Thirteenth Sunday after Pentecost (Proper 17) – Year B (RCL) 2009
Deuteronomy 4: 1 – 2; 6 – 9; Psalm 15; James 1: 17 – 27; Mark 7: 1-8, 14-15, 21-23
St. Stephen’s Episcopal Parish, Portland, OR
Sunday, August 30, 2009
Deuteronomy 4: 1 – 2; 6 – 9; Psalm 15; James 1: 17 – 27; Mark 7: 1-8, 14-15, 21-23
St. Stephen’s Episcopal Parish, Portland, OR
Sunday, August 30, 2009
OF ALL THAT IS, CLEAN AND UNCLEAN
Let us pray: Fill our hearts, oh God with a sense of true religion; the root of that word which is a proper conduct toward others. Help us to learn that through your law we are set free to be a people ruled by love and not by law. Plant your law deep into our hearts that we might proclaim your love and justice to all who have neither. All these things we pray in your holy and life giving name. Amen.

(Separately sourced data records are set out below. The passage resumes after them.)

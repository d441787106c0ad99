//! Azure OpenAI chat-completions provider.
//!
//! Talks to a single deployment:
//! `{endpoint}/openai/deployments/{deployment}/chat/completions?api-version=...`
//! authenticated with the `api-key` header.
//!
//! Only non-streaming completions are needed: the dispatcher waits for the
//! whole answer before returning it (and optionally archiving it).

use async_trait::async_trait;
use rpgforge_core::error::ProviderError;
use rpgforge_core::message::{Message, Role};
use rpgforge_core::provider::*;
use serde::{Deserialize, Serialize};
use std::time::Duration;
use tracing::{debug, warn};

/// Seconds to wait on a 429 when the response carries no `Retry-After`.
const DEFAULT_RETRY_AFTER_SECS: u64 = 5;

/// An Azure OpenAI deployment.
pub struct AzureOpenAiProvider {
    endpoint: String,
    deployment: String,
    api_version: String,
    api_key: String,
    client: reqwest::Client,
}

impl AzureOpenAiProvider {
    /// Create a provider for one deployment.
    ///
    /// `timeout` bounds a single HTTP exchange; the retry wrapper applies
    /// its own per-attempt deadline on top.
    pub fn new(
        endpoint: impl Into<String>,
        deployment: impl Into<String>,
        api_version: impl Into<String>,
        api_key: impl Into<String>,
        timeout: Duration,
    ) -> Result<Self, ProviderError> {
        let client = reqwest::Client::builder()
            .timeout(timeout)
            .build()
            .map_err(|e| ProviderError::NotConfigured(format!("Failed to create HTTP client: {e}")))?;

        Ok(Self {
            endpoint: endpoint.into().trim_end_matches('/').to_string(),
            deployment: deployment.into(),
            api_version: api_version.into(),
            api_key: api_key.into(),
            client,
        })
    }

    /// Build from the `[llm]` config section.
    pub fn from_config(config: &rpgforge_config::LlmConfig) -> Result<Self, ProviderError> {
        let endpoint = config.endpoint.clone().ok_or_else(|| {
            ProviderError::NotConfigured("AZURE_OPENAI_ENDPOINT is not set".into())
        })?;
        let api_key = config.api_key.clone().ok_or_else(|| {
            ProviderError::NotConfigured("AZURE_OPENAI_API_KEY is not set".into())
        })?;
        Self::new(
            endpoint,
            &config.deployment,
            &config.api_version,
            api_key,
            Duration::from_secs(config.timeout_secs),
        )
    }

    pub fn deployment(&self) -> &str {
        &self.deployment
    }

    fn completions_url(&self) -> String {
        format!(
            "{}/openai/deployments/{}/chat/completions?api-version={}",
            self.endpoint, self.deployment, self.api_version
        )
    }

    /// Convert our Message types to the chat-completions wire format.
    fn to_api_messages(messages: &[Message]) -> Vec<ApiMessage> {
        messages
            .iter()
            .map(|m| ApiMessage {
                role: m.role.as_str().to_string(),
                content: Some(m.content.clone()),
            })
            .collect()
    }

    fn request_body(request: &ProviderRequest) -> serde_json::Value {
        let mut body = serde_json::json!({
            "messages": Self::to_api_messages(&request.messages),
            "temperature": request.temperature,
        });
        if let Some(max_tokens) = request.max_tokens {
            body["max_tokens"] = serde_json::json!(max_tokens);
        }
        body
    }
}

/// Map a non-200 status to a provider error.
fn classify_status(status: u16, retry_after: Option<u64>, body: String) -> ProviderError {
    match status {
        429 => ProviderError::RateLimited {
            retry_after_secs: retry_after.unwrap_or(DEFAULT_RETRY_AFTER_SECS),
        },
        401 | 403 => ProviderError::AuthenticationFailed(
            "Invalid API key or insufficient permissions".into(),
        ),
        408 | 504 => ProviderError::Timeout(format!("Gateway timeout (status {status})")),
        _ => ProviderError::ApiError {
            status_code: status,
            message: body,
        },
    }
}

/// Turn a parsed API response into our response type.
fn into_provider_response(api_response: ApiResponse, fallback_model: &str) -> Result<ProviderResponse, ProviderError> {
    let choice = api_response
        .choices
        .into_iter()
        .next()
        .ok_or_else(|| ProviderError::InvalidResponse("No choices in response".into()))?;

    if choice.finish_reason.as_deref() == Some("content_filter") {
        return Err(ProviderError::ApiError {
            status_code: 200,
            message: "Response blocked by content filter".into(),
        });
    }

    let usage = api_response.usage.map(|u| Usage {
        prompt_tokens: u.prompt_tokens,
        completion_tokens: u.completion_tokens,
        total_tokens: u.total_tokens,
    });

    Ok(ProviderResponse {
        message: Message::new(Role::Assistant, choice.message.content.unwrap_or_default()),
        usage,
        model: api_response
            .model
            .unwrap_or_else(|| fallback_model.to_string()),
    })
}

#[async_trait]
impl Provider for AzureOpenAiProvider {
    fn name(&self) -> &str {
        "azure-openai"
    }

    async fn complete(
        &self,
        request: ProviderRequest,
    ) -> std::result::Result<ProviderResponse, ProviderError> {
        let url = self.completions_url();
        let body = Self::request_body(&request);

        debug!(
            deployment = %self.deployment,
            messages = request.messages.len(),
            "Sending completion request"
        );

        let response = self
            .client
            .post(&url)
            .header("api-key", &self.api_key)
            .header("Content-Type", "application/json")
            .json(&body)
            .send()
            .await
            .map_err(|e| {
                if e.is_timeout() {
                    ProviderError::Timeout(e.to_string())
                } else {
                    ProviderError::Network(e.to_string())
                }
            })?;

        let status = response.status().as_u16();

        if status != 200 {
            let retry_after = response
                .headers()
                .get("retry-after")
                .and_then(|v| v.to_str().ok())
                .and_then(|v| v.trim().parse::<u64>().ok());
            let error_body = response.text().await.unwrap_or_default();
            warn!(status, body = %error_body, "Completion backend returned error");
            return Err(classify_status(status, retry_after, error_body));
        }

        let api_response: ApiResponse = response
            .json()
            .await
            .map_err(|e| ProviderError::InvalidResponse(format!("Failed to parse response: {e}")))?;

        into_provider_response(api_response, &self.deployment)
    }

    async fn health_check(&self) -> std::result::Result<bool, ProviderError> {
        Ok(!self.endpoint.is_empty() && !self.api_key.is_empty())
    }
}

// --- Chat-completions API types (internal) ---

#[derive(Debug, Serialize, Deserialize)]
struct ApiMessage {
    role: String,
    #[serde(skip_serializing_if = "Option::is_none")]
    content: Option<String>,
}

#[derive(Debug, Deserialize)]
struct ApiResponse {
    #[serde(default)]
    model: Option<String>,
    choices: Vec<ApiChoice>,
    usage: Option<ApiUsage>,
}

#[derive(Debug, Deserialize)]
struct ApiChoice {
    message: ApiMessage,
    #[serde(default)]
    finish_reason: Option<String>,
}

#[derive(Debug, Deserialize)]
struct ApiUsage {
    prompt_tokens: u32,
    completion_tokens: u32,
    total_tokens: u32,
}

(SUNG) BE THOU MY VISION, O LORD OF MY HEART;
ALL ELSE BE NAUGHT TO ME, SAVE THAT THOU ART –
THOU MY BEST THOUGHT BY DAY OR BY NIGHT,
WAKING OR SLEEPING THY PRESENCE MY LIGHT.
I find it incredibly ironic. As you are by now well aware, in the great majority of Christian Churches the scripture readings assigned for each Sunday are taken from the Revised Common Lectionary. Now not all churches use this lectionary (and, in fact there are different and separate Lectionaries for the Roman Catholic Church and Episcopal Churches by order of General Convention have until the year 2010 to completely switch). In the RCL for this Sunday the reading from the Hebrew Scriptures in the book of Deuteronomy the second verse reads “you must neither add anything to what I command you nor take anything from it” and then the RCL jumps to verse 6 omitting verses 3 through 5! What’s up with that?
In this Hebrew book (literally meaning “second law” – as it repeats in the 12th through 26th Chapters much of the legal code found in the books of Exodus, Leviticus and Numbers) Moses addresses the people of Judah in 3 distinct discourses; in the first person for the first 2 discourses and then in the third person for the final or “farewell” discourse to the people of Y—WEH just prior to their entrance into the promised land. Much of the detail of the first six books of Hebrew Scripture or Torah deals with the “legalism” of the proscriptions of the Jewish faith and tradition. It is this “legalism” that Isaiah Chapter 29 v. 13 and later Jesus in the author of Mark’s account of the Gospel decries. “Because this people worship me with empty words and pay me lip-service while their hearts are far from me, and their religion is but a human precept, learnt by rote.” Now this good Irish Catholic boy certainly has rote religion in his head. The words of the Baltimore Catechism are still emblazoned in my brain: Question, “Who made you?” Answer, “God made me.” Question, “Who is God?” Answer “God is the Supreme Being who made all things and keeps them in existence.” Question, “Why did God make you?” Answer, “God made me to show forth His goodness and to share with me His everlasting happiness in heaven.” And I could go on and on – these things just live in my brain, I don’t know why.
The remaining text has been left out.